Molecular Docking, In silico ADMET Study and Synthesis of Quinoline Derivatives as Dihydrofolate Reductase (DHFR) Inhibitors: A Solvent-free One-pot Green Approach Through Sonochemistry

Background: Quinoline derivatives have evinced their biological importance in targeting bacteria by inhibiting Dihydrofolate reductase. H2SO4 was successfully applied as an acid catalyst for a green, efficient, and one-pot solvent-free synthesis of quinoline derivatives using sonochemistry approach from various aromatic amines and glycerol with affording yield up to 96% within 6-10 min.Objective: In this study, the synthesis, characterization, and biological assessment of fifteen quinoline derivatives (1-15) as potential DHFR inhibitors were carried out. The target compounds were docked to study the molecular interactions and binding affinities with the 1DLS enzyme.Methods: The synthesized molecules were characterized using IR, MASS, and ¹H and ¹³C NMR. The Insilico molecular docking study was carried out through target Human Dihydrofolate Reductase (DHFR) retrieved from a protein data bank having PDB ID: 1DLS and the antimicrobial activity of all synthesized compounds were tested against Human Dihydrofolate Reductase(DHFR) enzyme by using in-vitro DHFR assay kit.Results: The molecular docking results revealed that compounds 2 and 6 have the lowest binding energy and good binding affinity with the DHFR enzyme.

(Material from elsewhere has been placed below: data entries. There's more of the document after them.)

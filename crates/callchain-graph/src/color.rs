//! Generation of visually distinct dark colours.
//!
//! Colours are sampled in HSB space inside a dark, saturated box and the
//! candidate furthest from every colour already in use wins. The search is a
//! bounded greedy heuristic: it evaluates a fixed number of random candidates
//! rather than solving for the optimum.
#![expect(
    clippy::float_arithmetic,
    reason = "colour conversion is defined over f32 components"
)]

use std::collections::HashSet;

use rand::rngs::StdRng;
use rand::{Rng, SeedableRng};

/// Number of random candidates scored per generated colour.
pub const CANDIDATE_COUNT: usize = 50;

const MIN_BRIGHTNESS: f32 = 0.55;
const MAX_BRIGHTNESS: f32 = 0.80;
const MIN_SATURATION: f32 = 0.70;
const MAX_SATURATION: f32 = 1.0;

const HUE_WEIGHT: f32 = 3.0;

/// A colour in hue/saturation/brightness space, each component in `[0, 1]`.
#[derive(Debug, Clone, Copy, PartialEq)]
pub struct Hsb {
    /// Hue, wrapping at 1.0.
    pub hue: f32,
    /// Saturation.
    pub saturation: f32,
    /// Brightness.
    pub brightness: f32,
}

impl Hsb {
    /// Creates a colour from its components.
    #[must_use]
    pub const fn new(hue: f32, saturation: f32, brightness: f32) -> Self {
        Self {
            hue,
            saturation,
            brightness,
        }
    }

    /// Weighted perceptual distance to another colour.
    ///
    /// Hue counts three times as much as saturation or brightness and wraps
    /// around the colour wheel.
    #[must_use]
    pub fn distance(self, other: Self) -> f32 {
        let raw_hue = (self.hue - other.hue).abs();
        let hue = raw_hue.min(1.0 - raw_hue);
        let saturation = (self.saturation - other.saturation).abs();
        let brightness = (self.brightness - other.brightness).abs();
        HUE_WEIGHT * hue + saturation + brightness
    }

    /// Converts to an RGB triple.
    #[must_use]
    pub fn to_rgb(self) -> [u8; 3] {
        if self.saturation <= 0.0 {
            let level = channel(self.brightness);
            return [level, level, level];
        }

        let sector = (self.hue - self.hue.floor()) * 6.0;
        let fraction = sector - sector.floor();
        let b = self.brightness;
        let p = b * (1.0 - self.saturation);
        let q = b * (1.0 - self.saturation * fraction);
        let t = b * (1.0 - self.saturation * (1.0 - fraction));

        #[expect(
            clippy::cast_possible_truncation,
            clippy::cast_sign_loss,
            reason = "sector lies in [0, 6)"
        )]
        let (red, green, blue) = match sector.floor() as u8 {
            0 => (b, t, p),
            1 => (q, b, p),
            2 => (p, b, t),
            3 => (p, q, b),
            4 => (t, p, b),
            _ => (b, p, q),
        };
        [channel(red), channel(green), channel(blue)]
    }

    /// Converts an RGB triple back into HSB.
    #[must_use]
    pub fn from_rgb([red, green, blue]: [u8; 3]) -> Self {
        let max = red.max(green).max(blue);
        let min = red.min(green).min(blue);
        let brightness = f32::from(max) / 255.0;
        if max == min {
            return Self::new(0.0, 0.0, brightness);
        }

        let saturation = f32::from(max - min) / f32::from(max);
        let spread = f32::from(max - min);
        let red_c = f32::from(max - red) / spread;
        let green_c = f32::from(max - green) / spread;
        let blue_c = f32::from(max - blue) / spread;
        let mut hue = if red == max {
            blue_c - green_c
        } else if green == max {
            2.0 + red_c - blue_c
        } else {
            4.0 + green_c - red_c
        } / 6.0;
        if hue < 0.0 {
            hue += 1.0;
        }
        Self::new(hue, saturation, brightness)
    }

    /// Formats the colour as lowercase `#rrggbb`.
    #[must_use]
    pub fn to_hex(self) -> String {
        let [red, green, blue] = self.to_rgb();
        format!("#{red:02x}{green:02x}{blue:02x}")
    }

    /// Parses a `#rrggbb` string. Returns `None` for anything else.
    #[must_use]
    pub fn from_hex(hex: &str) -> Option<Self> {
        let digits = hex.strip_prefix('#')?;
        if digits.len() != 6 || !digits.is_ascii() {
            return None;
        }
        let value = u32::from_str_radix(digits, 16).ok()?;
        #[expect(
            clippy::big_endian_bytes,
            reason = "hex digits are written most significant first"
        )]
        let [_, red, green, blue] = value.to_be_bytes();
        Some(Self::from_rgb([red, green, blue]))
    }
}

#[expect(
    clippy::cast_possible_truncation,
    clippy::cast_sign_loss,
    reason = "component is clamped into the u8 range first"
)]
fn channel(component: f32) -> u8 {
    (component * 255.0 + 0.5).clamp(0.0, 255.0) as u8
}

/// Produces colours that stay well separated from a set of existing ones.
#[derive(Debug)]
pub struct DistinctColorGenerator<R = StdRng> {
    rng: R,
}

impl DistinctColorGenerator<StdRng> {
    /// Creates a generator seeded from system entropy.
    #[must_use]
    pub fn new() -> Self {
        Self {
            rng: StdRng::from_entropy(),
        }
    }

    /// Creates a generator with a fixed seed for reproducible palettes.
    #[must_use]
    pub fn seeded(seed: u64) -> Self {
        Self {
            rng: StdRng::seed_from_u64(seed),
        }
    }
}

impl Default for DistinctColorGenerator<StdRng> {
    fn default() -> Self {
        Self::new()
    }
}

impl<R: Rng> DistinctColorGenerator<R> {
    /// Wraps an arbitrary random number generator.
    pub const fn with_rng(rng: R) -> Self {
        Self { rng }
    }

    /// Generates a colour maximising the minimum distance to `existing`.
    ///
    /// Entries of `existing` that are not valid `#rrggbb` strings are
    /// ignored. When nothing usable exists, a single random colour from the
    /// dark box is returned without scoring.
    pub fn generate<S>(&mut self, existing: &HashSet<String, S>) -> String
    where
        S: std::hash::BuildHasher,
    {
        let existing_hsb: Vec<Hsb> = existing
            .iter()
            .filter_map(|hex| Hsb::from_hex(hex))
            .collect();
        if existing_hsb.is_empty() {
            return self.random_dark().to_hex();
        }

        let mut best: Option<(f32, Hsb)> = None;
        for _ in 0..CANDIDATE_COUNT {
            let candidate = self.random_dark();
            let score = existing_hsb
                .iter()
                .map(|color| candidate.distance(*color))
                .fold(f32::INFINITY, f32::min);
            if best.is_none_or(|(best_score, _)| score > best_score) {
                best = Some((score, candidate));
            }
        }

        best.map_or_else(|| self.random_dark(), |(_, color)| color)
            .to_hex()
    }

    fn random_dark(&mut self) -> Hsb {
        let hue = self.rng.r#gen::<f32>();
        let saturation = self.rng.r#gen::<f32>() * (MAX_SATURATION - MIN_SATURATION) + MIN_SATURATION;
        let brightness = self.rng.r#gen::<f32>() * (MAX_BRIGHTNESS - MIN_BRIGHTNESS) + MIN_BRIGHTNESS;
        Hsb::new(hue, saturation, brightness)
    }
}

In-silico ADMET predictions revealed that all bestscored compounds had good absorption and drug-like properties for potential use as DHFR inhibitors to treat bacterial infection. The in vitro studies revealed that compounds 2 and 6 show potent DFHR inhibitory activity against gram-positive and gram-negative with IC50 = 12.05 ± 1.55 μM and 10.04 ± 0.73 μM, respectively. While compounds 12, 13, and 15 exhibited moderate antimicrobial activity through DHFR inhibition with IC50= 16.33 ± 0.73 μM, 17.02 ± 1.55 μM, and 18.04 ± 1.05 μM, respectively.Conclusion: This environmentally benign sonochemistry-based approach for synthesizing quinoline derivatives could be affordable for large-scale production and become a potential lead candidate for developing a new quinoline-based antimicrobial agent.